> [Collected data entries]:
- Opening Delimiter -
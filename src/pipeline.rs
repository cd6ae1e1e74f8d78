//! Dataset to raster conversion
//!
//! A [`MosaicPlan`] is everything known about a dataset before any tile is
//! read: the parsed index, the tile catalog, the canvas, the geotransform and
//! the decoder. Running the plan decodes tiles on the rayon pool and streams
//! them through a bounded channel to the calling thread, which is the only
//! one touching the sink.

use std::path::Path;
use std::time::{Duration, Instant};

use crossbeam::channel::bounded;
use log::{debug, info};
use rayon::prelude::*;
use serde::Serialize;

use crate::error::{Error, Result};
use crate::formats::tiff::{GeoTiffOptions, GeoTiffSink};
use crate::geogrid::{
    geotransform_for_index, read_index, DatasetIndex, DecodedTile, GeoTransform, MosaicPlacer,
    Placement, RowOrder, TileCatalog, TileDecoder, TileRecord, INDEX_FILE_NAME,
};
use crate::io::TileSource;
use crate::sink::{RasterSink, EPSG_WGS84};
use crate::types::{DataType, Dimensions};

/// Decoded tiles allowed in flight per decoding thread
const TILES_IN_FLIGHT_PER_THREAD: usize = 2;

/// Execution settings for a mosaic run
#[derive(Debug, Clone, Copy, Default, PartialEq, Eq, Serialize)]
pub struct MosaicOptions {
    /// Size of a dedicated decoding pool; the global rayon pool when `None`
    pub threads: Option<usize>,
}

impl MosaicOptions {
    pub fn validate(&self) -> Result<()> {
        if self.threads == Some(0) {
            return Err(Error::InvalidOptions("thread count must be positive".to_string()));
        }
        Ok(())
    }
}

/// Summary of a completed run
#[derive(Debug, Clone, Copy, PartialEq, Serialize)]
pub struct MosaicStats {
    pub tiles: usize,
    pub bytes_read: u64,
    pub canvas: Dimensions,
    pub elapsed: Duration,
}

/// Tile decoded off the writer thread
struct DecodedMessage {
    index: usize,
    tile: DecodedTile,
    bytes: usize,
}

/// Everything needed to mosaic one dataset
#[derive(Debug, Clone)]
pub struct MosaicPlan {
    index: DatasetIndex,
    catalog: TileCatalog,
    decoder: TileDecoder,
    placer: MosaicPlacer,
    geotransform: GeoTransform,
    sample_type: DataType,
}

impl MosaicPlan {
    /// Reads `<dir>/index`, enumerates the tiles and derives the canvas
    pub fn from_dir<P: AsRef<Path>>(dir: P) -> Result<Self> {
        let dir = dir.as_ref();
        let index = read_index(dir.join(INDEX_FILE_NAME))?;
        index.validate()?;
        let catalog = TileCatalog::scan(dir, index.filename_digits)?;
        Self::new(index, catalog)
    }

    /// Builds a plan from an already-parsed index and catalog
    pub fn new(index: DatasetIndex, catalog: TileCatalog) -> Result<Self> {
        index.validate()?;
        catalog.validate_shape(index.tile_x, index.tile_y)?;

        let canvas = catalog.canvas();
        let row_order = RowOrder::from_dy(index.dy);
        let sample_type = index.sample_type()?;
        let decoder = TileDecoder::for_index(&index)?;
        let geotransform = geotransform_for_index(&index, canvas);

        info!(
            "Dataset: {} {} band(s), {}-byte {} words, {:?}",
            index.tile_z,
            sample_type.name(),
            index.wordsize,
            if index.signed { "signed" } else { "unsigned" },
            row_order
        );
        debug!("Geotransform {:?}", geotransform.coefficients());

        Ok(Self {
            placer: MosaicPlacer::new(row_order, canvas),
            index,
            catalog,
            decoder,
            geotransform,
            sample_type,
        })
    }

    pub fn index(&self) -> &DatasetIndex {
        &self.index
    }

    pub fn catalog(&self) -> &TileCatalog {
        &self.catalog
    }

    pub fn canvas(&self) -> Dimensions {
        self.catalog.canvas()
    }

    pub fn band_count(&self) -> usize {
        self.index.tile_z
    }

    pub fn sample_type(&self) -> DataType {
        self.sample_type
    }

    pub fn geotransform(&self) -> GeoTransform {
        self.geotransform
    }

    pub fn row_order(&self) -> RowOrder {
        self.placer.row_order()
    }

    /// Destination of every tile, in catalog order
    pub fn placements(&self) -> Result<Vec<(&TileRecord, Placement)>> {
        self.catalog
            .tiles()
            .iter()
            .map(|record| {
                self.placer
                    .placement(&record.bounds)
                    .map(|placement| (record, placement))
                    .map_err(|e| e.in_tile(&record.path))
            })
            .collect()
    }

    /// Attaches georeferencing and band metadata to a sink
    pub fn configure_sink<S: RasterSink + ?Sized>(&self, sink: &mut S) -> Result<()> {
        let dims = sink.dimensions();
        if dims != self.canvas() || sink.band_count() != self.band_count() {
            return Err(Error::Sink(format!(
                "sink is {}x{} with {} bands, dataset needs {}x{} with {}",
                dims.width,
                dims.height,
                sink.band_count(),
                self.canvas().width,
                self.canvas().height,
                self.band_count()
            )));
        }

        sink.set_geotransform(self.geotransform)?;
        sink.set_spatial_reference(EPSG_WGS84)?;
        for band in 0..self.band_count() {
            sink.set_band_scale(band, self.index.scale_factor)?;
            if let Some(missing) = self.index.missing_value {
                sink.set_band_nodata(band, missing)?;
            }
        }
        Ok(())
    }

    fn decode_tile(&self, record: &TileRecord) -> Result<(DecodedTile, usize)> {
        let source = TileSource::open(&record.path)?;
        let tile = self.decoder.decode(source.bytes())?;
        Ok((tile, source.len()))
    }

    /// Decodes every tile and writes it into `sink`
    ///
    /// The first failure stops both the decoders and the writer; the sink is
    /// left unclosed for the caller to discard.
    pub fn run<S: RasterSink + ?Sized>(
        &self,
        sink: &mut S,
        options: &MosaicOptions,
    ) -> Result<MosaicStats> {
        options.validate()?;
        let started = Instant::now();
        let tiles = self.catalog.tiles();

        let pool = match options.threads {
            Some(threads) => Some(
                rayon::ThreadPoolBuilder::new()
                    .num_threads(threads)
                    .thread_name(|i| format!("geogrid-decode-{}", i))
                    .build()
                    .map_err(|e| Error::InvalidOptions(e.to_string()))?,
            ),
            None => None,
        };
        let workers = pool
            .as_ref()
            .map(|p| p.current_num_threads())
            .unwrap_or_else(rayon::current_num_threads);

        let mut placed = 0usize;
        let mut bytes_read = 0u64;

        let outcome = crossbeam::scope(|scope| -> Result<()> {
            let (tx, rx) = bounded::<Result<DecodedMessage>>(workers * TILES_IN_FLIGHT_PER_THREAD);

            let pool = pool.as_ref();
            scope.spawn(move |_| {
                let produce = move || {
                    // Err(()) only signals "stop"; the error itself was sent
                    let _ = tiles.par_iter().enumerate().try_for_each_with(
                        tx,
                        |tx, (index, record)| {
                            let message = self
                                .decode_tile(record)
                                .map(|(tile, bytes)| DecodedMessage { index, tile, bytes })
                                .map_err(|e| e.in_tile(&record.path));
                            let failed = message.is_err();
                            tx.send(message).map_err(|_| ())?;
                            if failed {
                                Err(())
                            } else {
                                Ok(())
                            }
                        },
                    );
                };
                match pool {
                    Some(pool) => pool.install(produce),
                    None => produce(),
                }
            });

            for message in rx.iter() {
                let message = message?;
                let record = &tiles[message.index];
                self.placer
                    .place(message.tile, &record.bounds, sink)
                    .map_err(|e| e.in_tile(&record.path))?;
                placed += 1;
                bytes_read += message.bytes as u64;
            }
            Ok(())
        });

        match outcome {
            Ok(result) => result?,
            Err(_) => return Err(Error::Sink("tile decoder panicked".to_string())),
        }

        let stats = MosaicStats {
            tiles: placed,
            bytes_read,
            canvas: self.canvas(),
            elapsed: started.elapsed(),
        };
        info!(
            "Placed {} tiles ({} bytes) in {:.2?}",
            stats.tiles, stats.bytes_read, stats.elapsed
        );
        Ok(stats)
    }
}

/// Converts the dataset in `dir` into a GeoTIFF at `output`
///
/// The output file only appears once every tile has been written; any
/// failure discards the partial raster.
pub fn convert<P: AsRef<Path>, Q: AsRef<Path>>(
    dir: P,
    output: Q,
    geotiff: &GeoTiffOptions,
    options: &MosaicOptions,
) -> Result<MosaicStats> {
    let plan = MosaicPlan::from_dir(dir)?;
    convert_plan(&plan, output, geotiff, options)
}

/// Writes an existing plan to a GeoTIFF at `output`
pub fn convert_plan<Q: AsRef<Path>>(
    plan: &MosaicPlan,
    output: Q,
    geotiff: &GeoTiffOptions,
    options: &MosaicOptions,
) -> Result<MosaicStats> {
    options.validate()?;
    let canvas = plan.canvas();
    let mut sink = GeoTiffSink::create(
        output,
        canvas.width,
        canvas.height,
        plan.band_count(),
        plan.sample_type(),
        *geotiff,
    )?;
    plan.configure_sink(&mut sink)?;
    let stats = plan.run(&mut sink, options)?;
    sink.close()?;
    Ok(stats)
}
- Closing Delimiter -
> [Exercise objective]: Retrieve all lines from the data that contain the string "Serialize".

> [Answer to this problem]:
use serde::Serialize;
#[derive(Debug, Clone, Copy, Default, PartialEq, Eq, Serialize)]
#[derive(Debug, Clone, Copy, PartialEq, Serialize)]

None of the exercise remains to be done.